» **Task description**:
Your task is to copy the stretch of lines in the records below that begins with the line containing "Duration::from_millis(self.request_timeout_in_ms)" and ends with the line containing "config.raft.election_timeout_min_in_ms = 150;", exactly as written, with nothing added.

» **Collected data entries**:
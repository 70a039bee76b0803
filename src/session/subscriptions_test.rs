use super::*;

#[test]
fn source_subscription_matches_every_key() {
    let index = SubscriptionIndex::new();
    index.subscribe_source("S1", "colors");

    assert_eq!(index.subscribers("colors", "primary"), vec!["S1".to_string()]);
    assert_eq!(index.subscribers("colors", "secondary"), vec!["S1".to_string()]);
    assert!(index.subscribers("shapes", "round").is_empty());
}

#[test]
fn key_subscription_matches_only_that_key() {
    let index = SubscriptionIndex::new();
    index.subscribe_key("S1", "colors", "primary");

    assert_eq!(index.subscribers("colors", "primary"), vec!["S1".to_string()]);
    assert!(index.subscribers("colors", "secondary").is_empty());
}

#[test]
fn subscribe_is_idempotent() {
    let index = SubscriptionIndex::new();
    index.subscribe_source("S1", "colors");
    index.subscribe_source("S1", "colors");
    index.subscribe_key("S1", "colors", "primary");
    index.subscribe_key("S1", "colors", "primary");

    // Subscribed to both the source and one of its keys: one notification.
    assert_eq!(index.subscribers("colors", "primary"), vec!["S1".to_string()]);
}

#[test]
fn union_is_deduplicated_across_indices() {
    let index = SubscriptionIndex::new();
    index.subscribe_source("S1", "colors");
    index.subscribe_key("S1", "colors", "primary");
    index.subscribe_key("S2", "colors", "primary");

    let mut subscribers = index.subscribers("colors", "primary");
    subscribers.sort();
    assert_eq!(subscribers, vec!["S1".to_string(), "S2".to_string()]);
}

#[test]
fn unsubscribe_is_idempotent_and_tolerates_absent_entries() {
    let index = SubscriptionIndex::new();
    index.subscribe_source("S1", "colors");

    index.unsubscribe_source("S1", "colors");
    index.unsubscribe_source("S1", "colors");
    index.unsubscribe_source("S9", "ghost");
    index.unsubscribe_key("S9", "ghost", "none");

    assert!(index.subscribers("colors", "primary").is_empty());
}

#[test]
fn unsubscribe_key_keeps_source_subscription() {
    let index = SubscriptionIndex::new();
    index.subscribe_source("S1", "colors");
    index.subscribe_key("S1", "colors", "primary");

    index.unsubscribe_key("S1", "colors", "primary");
    assert_eq!(index.subscribers("colors", "primary"), vec!["S1".to_string()]);

    index.unsubscribe_source("S1", "colors");
    assert!(index.subscribers("colors", "primary").is_empty());
}

#[test]
fn remove_session_clears_both_indices() {
    let index = SubscriptionIndex::new();
    index.subscribe_source("S1", "colors");
    index.subscribe_source("S2", "colors");
    index.subscribe_key("S1", "shapes", "round");
    index.subscribe_key("S1", "colors", "primary");

    index.remove_session("S1");

    assert_eq!(index.subscribers("colors", "primary"), vec!["S2".to_string()]);
    assert!(index.subscribers("shapes", "round").is_empty());
}
use std::sync::Arc;
use std::time::Duration;

use bytes::Bytes;
use tokio::sync::{mpsc, watch};

use super::*;
use crate::errors::ConsensusError;
use crate::raft::{RaftHandle, RaftStatus, Role};
use crate::{Error, Store};

/// A handle whose status never leaves the given view and whose proposals go
/// nowhere; enough to exercise the leader gate.
fn stalled_handle(status: RaftStatus) -> RaftHandle {
    let (event_tx, _event_rx) = mpsc::channel(1);
    // A watch receiver keeps serving the last value after the sender drops.
    let (_status_tx, status_rx) = watch::channel(status);
    RaftHandle::new(event_tx, status_rx, Duration::from_millis(100))
}

fn follower_store(leader: &str) -> Store {
    let (publish_tx, _publish_rx) = mpsc::unbounded_channel();
    let fsm = Arc::new(Fsm::new(publish_tx));
    let status = RaftStatus {
        role: Role::Follower,
        leader: leader.to_string(),
        term: 1,
    };
    Store::new(stalled_handle(status), fsm)
}

#[tokio::test]
async fn writes_on_a_follower_are_rejected() {
    let store = follower_store("10.0.0.1:32001");
    assert!(!store.is_leader());
    assert_eq!(store.leader(), "10.0.0.1:32001");

    let result = store.set("colors", "primary", Bytes::from_static(b"red")).await;
    match result {
        Err(Error::Consensus(ConsensusError::NotLeader { leader })) => {
            assert_eq!(leader.as_deref(), Some("10.0.0.1:32001"));
        }
        other => panic!("expected NotLeader, got {other:?}"),
    }

    assert!(store.delete_key("colors", "primary").await.is_err());
    assert!(store.delete_source("colors").await.is_err());
    assert!(store.join("10.0.0.2:32001").await.is_err());
}

#[tokio::test]
async fn leader_hint_is_omitted_when_unknown() {
    let store = follower_store("");
    assert_eq!(store.leader(), "");

    match store.set("colors", "primary", Bytes::new()).await {
        Err(Error::Consensus(ConsensusError::NotLeader { leader })) => {
            assert!(leader.is_none());
        }
        other => panic!("expected NotLeader, got {other:?}"),
    }
}

#[tokio::test]
async fn reads_come_straight_from_the_state_machine() {
    let store = follower_store("");
    // Reads never consult the log and work regardless of role.
    assert_eq!(store.get("colors", "primary"), Bytes::new());
    assert!(store.get_sources().is_empty());
    assert!(store.get_keys("colors").is_empty());
}
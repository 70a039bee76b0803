use std::time::Duration;

use config::ConfigError;
use serde::{Deserialize, Serialize};

use crate::{Error, Result};

#[derive(Debug, Serialize, Deserialize, Clone)]
pub struct NetworkConfig {
    /// Dial timeout for peer and proxy connections.
    #[serde(default = "default_connect_timeout_in_ms")]
    pub connect_timeout_in_ms: u64,

    /// Per-call timeout for peer RPCs.
    #[serde(default = "default_request_timeout_in_ms")]
    pub request_timeout_in_ms: u64,

    #[serde(default = "default_tcp_nodelay")]
    pub tcp_nodelay: bool,

    #[serde(default = "default_http2_keepalive_interval_in_secs")]
    pub http2_keepalive_interval_in_secs: u64,

    #[serde(default = "default_http2_keepalive_timeout_in_secs")]
    pub http2_keepalive_timeout_in_secs: u64,
}

impl Default for NetworkConfig {
    fn default() -> Self {
        Self {
            connect_timeout_in_ms: default_connect_timeout_in_ms(),
            request_timeout_in_ms: default_request_timeout_in_ms(),
            tcp_nodelay: default_tcp_nodelay(),
            http2_keepalive_interval_in_secs: default_http2_keepalive_interval_in_secs(),
            http2_keepalive_timeout_in_secs: default_http2_keepalive_timeout_in_secs(),
        }
    }
}

impl NetworkConfig {
    pub fn connect_timeout(&self) -> Duration {
        Duration::from_millis(self.connect_timeout_in_ms)
    }

    pub fn request_timeout(&self) -> Duration {
        Duration::from_millis(self.request_timeout_in_ms)
    }

    pub fn validate(&self) -> Result<()> {
        if self.connect_timeout_in_ms == 0 || self.request_timeout_in_ms == 0 {
            return Err(Error::Config(ConfigError::Message(
                "network timeouts must be non-zero".into(),
            )));
        }
        Ok(())
    }
}

fn default_connect_timeout_in_ms() -> u64 {
    3_000
}

fn default_request_timeout_in_ms() -> u64 {
    5_000
}

fn default_tcp_nodelay() -> bool {
    true
}

fn default_http2_keepalive_interval_in_secs() -> u64 {
    20
}

fn default_http2_keepalive_timeout_in_secs() -> u64 {
    10
}
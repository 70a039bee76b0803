//! Shared helpers for the end-to-end tests: boot nodes on localhost ports,
//! wait for readiness, and drive them through the typed client.

use std::path::Path;
use std::time::Duration;

use iris::{IrisClient, IrisConfig, Node, NodeBuilder};
use tokio::sync::watch;
use tokio::time::{sleep, timeout};

pub const READY_TIMEOUT: Duration = Duration::from_secs(10);

pub fn test_config(port: u16, raft_dir: &Path, join: Option<String>) -> IrisConfig {
    let mut config = IrisConfig::default();
    config.tls.insecure = true;
    config.cluster.bind_address = "127.0.0.1".into();
    config.cluster.service_port = port;
    config.cluster.raft_dir = raft_dir.to_path_buf();
    config.cluster.join_address = join;
    // Tighter timing than production keeps the scenarios fast.
    config.raft.election_timeout_min_in_ms = 150;
    config.raft.election_timeout_max_in_ms = 300;
    config.raft.heartbeat_interval_in_ms = 50;
    config
}

pub async fn start_node(config: IrisConfig) -> (Node, watch::Sender<()>) {
    let (graceful_tx, graceful_rx) = watch::channel(());
    let node = NodeBuilder::new(config, graceful_rx)
        .build()
        .await
        .expect("build node")
        .start_rpc_server()
        .await
        .expect("start rpc server")
        .ready()
        .expect("node ready");
    (node, graceful_tx)
}

pub async fn wait_for_leadership(node: &Node) {
    timeout(READY_TIMEOUT, async {
        while !node.store().is_leader() {
            sleep(Duration::from_millis(20)).await;
        }
    })
    .await
    .expect("node never became leader");
}

/// Dials a node, retrying while its listener comes up.
pub async fn connect_client(port: u16) -> IrisClient {
    let addr = format!("127.0.0.1:{port}");
    timeout(READY_TIMEOUT, async {
        loop {
            match IrisClient::connect(&addr, None, Duration::from_secs(1)).await {
                Ok(client) => return client,
                Err(_) => sleep(Duration::from_millis(50)).await,
            }
        }
    })
    .await
    .expect("server never came up")
}

pub async fn shutdown(graceful_tx: watch::Sender<()>) {
    let _ = graceful_tx.send(());
    // Give listeners and the log core time to wind down and release the
    // data directory.
    sleep(Duration::from_millis(500)).await;
}
//! Client-facing RPC layer: server bootstrap, the registry service façade,
//! and the leader proxy.

mod iris_service;
mod proxy;

#[cfg(test)]
mod proxy_test;

pub(crate) use iris_service::IrisService;
pub(crate) use proxy::Proxy;

use std::net::SocketAddr;
use std::time::Duration;

use futures::FutureExt;
use tokio::sync::watch;
use tracing::{info, warn};
use tonic::transport::{Identity, ServerTlsConfig};

use crate::config::IrisConfig;
use crate::proto::iris::iris_server::IrisServer;
use crate::Result;

/// Runs the client-facing RPC listener until shutdown, TLS-wrapped unless
/// the node is configured insecure.
pub(crate) async fn start_rpc_server(
    service: IrisService,
    listen_address: SocketAddr,
    config: IrisConfig,
    mut shutdown: watch::Receiver<()>,
) -> Result<()> {
    let (mut health_reporter, health_service) = tonic_health::server::health_reporter();
    health_reporter
        .set_serving::<IrisServer<IrisService>>()
        .await;

    let network = &config.network;
    let mut server_builder = tonic::transport::Server::builder()
        .tcp_nodelay(network.tcp_nodelay)
        .http2_keepalive_interval(Some(Duration::from_secs(
            network.http2_keepalive_interval_in_secs,
        )))
        .http2_keepalive_timeout(Some(Duration::from_secs(
            network.http2_keepalive_timeout_in_secs,
        )));

    if !config.tls.insecure {
        let cert = tokio::fs::read(&config.tls.certificate_path).await?;
        let key = tokio::fs::read(&config.tls.private_key_path).await?;
        let identity = Identity::from_pem(cert, key);
        server_builder = server_builder.tls_config(ServerTlsConfig::new().identity(identity))?;
        info!("TLS enabled on the RPC port");
    }

    info!(%listen_address, "serving registry RPCs");
    server_builder
        .add_service(health_service)
        .add_service(IrisServer::new(service))
        .serve_with_shutdown(
            listen_address,
            shutdown.changed().map(move |_| {
                warn!(%listen_address, "stopping RPC server");
            }),
        )
        .await?;
    Ok(())
}
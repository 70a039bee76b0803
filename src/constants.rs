/// Default client-facing RPC port. The log transport always binds the next
/// port up; see [`RAFT_PORT_OFFSET`].
pub const DEFAULT_SERVICE_PORT: u16 = 32000;

/// Expected TLS common name for an iris server.
pub const DEFAULT_SERVER_NAME: &str = "Iris";

/// raft_port = service_port + RAFT_PORT_OFFSET, a process-wide invariant that
/// the leader proxy inverts to reach a leader's service endpoint.
pub const RAFT_PORT_OFFSET: u16 = 1;

/// Random bytes per session identifier; rendered as twice as many uppercase
/// hex characters.
pub(crate) const SESSION_ID_BYTES: usize = 10;

/// Buffer size of a session's update stream. A stream that stays full long
/// enough to overflow this drops updates for that session only.
pub(crate) const SESSION_STREAM_BUFFER: usize = 1024;

// -
// Sled tree namespaces

pub(crate) const RAFT_LOG_TREE: &str = "_raft_log";
pub(crate) const RAFT_STATE_TREE: &str = "_raft_state";
pub(crate) const RAFT_SNAPSHOT_TREE: &str = "_raft_snapshot";

// -
// Sled entry keys

pub(crate) const HARD_STATE_KEY: &str = "_hard_state";
pub(crate) const LAST_APPLIED_KEY: &str = "_last_applied";
pub(crate) const SNAPSHOT_IMAGE_KEY: &str = "_image";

» **Your response**:
        Duration::from_millis(self.request_timeout_in_ms)
    }

    pub fn validate(&self) -> Result<()> {
        if self.connect_timeout_in_ms == 0 || self.request_timeout_in_ms == 0 {
            return Err(Error::Config(ConfigError::Message(
                "network timeouts must be non-zero".into(),
            )));
        }
        Ok(())
    }
}

fn default_connect_timeout_in_ms() -> u64 {
    3_000
}

fn default_request_timeout_in_ms() -> u64 {
    5_000
}

fn default_tcp_nodelay() -> bool {
    true
}

fn default_http2_keepalive_interval_in_secs() -> u64 {
    20
}

fn default_http2_keepalive_timeout_in_secs() -> u64 {
    10
}
repository 70a039bee76b0803
//! Shared helpers for the end-to-end tests: boot nodes on localhost ports,
//! wait for readiness, and drive them through the typed client.

use std::path::Path;
use std::time::Duration;

use iris::{IrisClient, IrisConfig, Node, NodeBuilder};
use tokio::sync::watch;
use tokio::time::{sleep, timeout};

pub const READY_TIMEOUT: Duration = Duration::from_secs(10);

pub fn test_config(port: u16, raft_dir: &Path, join: Option<String>) -> IrisConfig {
    let mut config = IrisConfig::default();
    config.tls.insecure = true;
    config.cluster.bind_address = "127.0.0.1".into();
    config.cluster.service_port = port;
    config.cluster.raft_dir = raft_dir.to_path_buf();
    config.cluster.join_address = join;
    // Tighter timing than production keeps the scenarios fast.
    config.raft.election_timeout_min_in_ms = 150;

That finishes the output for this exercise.